Pero también buscan dejar huella. Oscar Alvarez es odontólogo. Tiene el aspecto de un metalero con cara de bueno y corre maratones. El domingo pasado completó los 42 kilómetros de las islas y se quedó con otros tres amigos a recorrer. “El sentimiento es que las Malvinas son argentinas, pero vemos algo ajeno, claro. Están los campos de guerra y Darwin, que nos conmueven, pero vemos una vida de gente de otro país. Creo que debemos aceptarlo y pensar de qué modo podemos acercarnos más a ellos. Ese seria un ejercicio sano de soberanía”, dice una mañana.

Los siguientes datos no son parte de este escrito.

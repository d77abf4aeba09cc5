//! Call bridge: relays one telephony media stream to the realtime voice
//! service and back.
//!
//! # Lifecycle
//!
//! 1. [`negotiate`] sends the `session.update` for this call. Failure closes
//!    both sockets and ends the call.
//! 2. A writer task is spawned per leg and the session becomes `Active`.
//! 3. [`run_inbound`] and [`run_outbound`] run concurrently until either one
//!    ends, which signals shutdown to the other.
//! 4. Once both relays return, the command channels are dropped, the writers
//!    send close frames and the call is marked `Closed`.
//!
//! ```text
//! telephony ws ──► run_inbound ──► service writer ──► voice service ws
//! telephony ws ◄── telephony writer ◄── run_outbound ◄── voice service ws
//! ```

mod inbound;
mod negotiator;
mod outbound;
mod session;
mod wire;
mod writer;

use std::fmt::Display;
use std::sync::Arc;
use std::time::{Duration, Instant};

use futures::{Sink, SinkExt, Stream};
use tokio::sync::mpsc;
use tokio::task::JoinHandle;
use tracing::{info, warn};
use uuid::Uuid;

use crate::core::realtime::{ClientEvent, RealtimeResult, SessionConfig};
use crate::core::telephony::TelephonyOutbound;

pub use inbound::{InboundExit, InboundReport, run_inbound};
pub use negotiator::negotiate;
pub use outbound::{OutboundExit, OutboundReport, run_outbound};
pub use session::{CallSession, CallStatus};
pub use wire::{Incoming, Leg, WireMessage};
pub use writer::spawn_writer;

/// Queue depth of each writer channel.
const CHANNEL_BUFFER_SIZE: usize = 1024;

/// How long writers get to flush and close their sockets after the relays end.
const WRITER_SHUTDOWN_TIMEOUT: Duration = Duration::from_secs(5);

/// Outcome of a finished call, logged by the media-stream handler.
#[derive(Debug, Clone)]
pub struct CallSummary {
    pub call_id: Uuid,
    pub stream_sid: Option<String>,
    pub call_sid: Option<String>,
    pub inbound: InboundReport,
    pub outbound: OutboundReport,
    pub duration: Duration,
}

/// Runs one call from negotiation to teardown.
pub struct CallBridge {
    session: Arc<CallSession>,
    session_config: SessionConfig,
}

impl CallBridge {
    pub fn new(session_config: SessionConfig) -> Self {
        Self {
            session: Arc::new(CallSession::new()),
            session_config,
        }
    }

    pub fn session(&self) -> Arc<CallSession> {
        self.session.clone()
    }

    /// Relay the call until either leg ends.
    ///
    /// Returns only after both relays have stopped and both sockets have been
    /// closed (or their writers timed out).
    pub async fn run<TR, TS, TM, TE, SR, SS, SM, SE>(
        self,
        telephony_stream: TR,
        mut telephony_sink: TS,
        service_stream: SR,
        mut service_sink: SS,
    ) -> RealtimeResult<CallSummary>
    where
        TR: Stream<Item = Result<TM, TE>> + Unpin,
        TS: Sink<TM> + Unpin + Send + 'static,
        TS::Error: Display + Send,
        TM: WireMessage,
        TE: Display,
        SR: Stream<Item = Result<SM, SE>> + Unpin,
        SS: Sink<SM> + Unpin + Send + 'static,
        SS::Error: Display + Send,
        SM: WireMessage,
        SE: Display,
    {
        let started = Instant::now();
        let session = self.session;
        let call_id = session.call_id();

        if let Err(e) = negotiate(&mut service_sink, &self.session_config).await {
            warn!(%call_id, "Realtime session negotiation failed: {}", e);
            let _ = service_sink.close().await;
            let _ = telephony_sink.close().await;
            session.mark_closed();
            return Err(e);
        }

        let (telephony_tx, telephony_rx) = mpsc::channel::<TelephonyOutbound>(CHANNEL_BUFFER_SIZE);
        let (service_tx, service_rx) = mpsc::channel::<ClientEvent>(CHANNEL_BUFFER_SIZE);

        let telephony_writer = spawn_writer(Leg::Telephony, call_id, telephony_sink, telephony_rx);
        let service_writer = spawn_writer(Leg::Service, call_id, service_sink, service_rx);

        session.activate();
        info!(%call_id, "Call bridge active");

        // Both relays own their senders; when the join completes every sender
        // is gone and the writers drain and close their sockets.
        let (inbound, outbound) = tokio::join!(
            run_inbound(telephony_stream, service_tx.clone(), session.clone()),
            run_outbound(service_stream, telephony_tx, service_tx, session.clone()),
        );

        await_writer(call_id, Leg::Telephony, telephony_writer).await;
        await_writer(call_id, Leg::Service, service_writer).await;

        session.mark_closed();

        Ok(CallSummary {
            call_id,
            stream_sid: session.stream_id(),
            call_sid: session.call_sid(),
            inbound,
            outbound,
            duration: started.elapsed(),
        })
    }
}

async fn await_writer(call_id: Uuid, leg: Leg, mut handle: JoinHandle<()>) {
    match tokio::time::timeout(WRITER_SHUTDOWN_TIMEOUT, &mut handle).await {
        Ok(Ok(())) => {}
        Ok(Err(e)) => warn!(%call_id, %leg, "Writer task failed: {}", e),
        Err(_) => {
            warn!(%call_id, %leg, "Writer did not finish in time, aborting");
            handle.abort();
        }
    }
}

Así, uno tras otro, los testimonios argentinos hablan de lo mismo. Del encuentro con un universo inesperado, que ha conseguido niveles de desarrollo extraordinarios después de la guerra, pero que no pone en ese trauma vivido en un primer plano inmediato. Muchos kelpers, que rechazan prestarse a notas con periodistas argentinos, asumen que la “guerra los salvó”, pero sin alardes. Un viejo chiste local dice que en vez de haberle hecho un monumento a Margaret Tachert, deberían haberle hecho uno a Galtieri. Quien lo cuenta sonríe y al escucharlo, pareciera que las Malvinas aquí mismo, donde todo es tremendamente inglés, se vuelven cada vez más lejanas.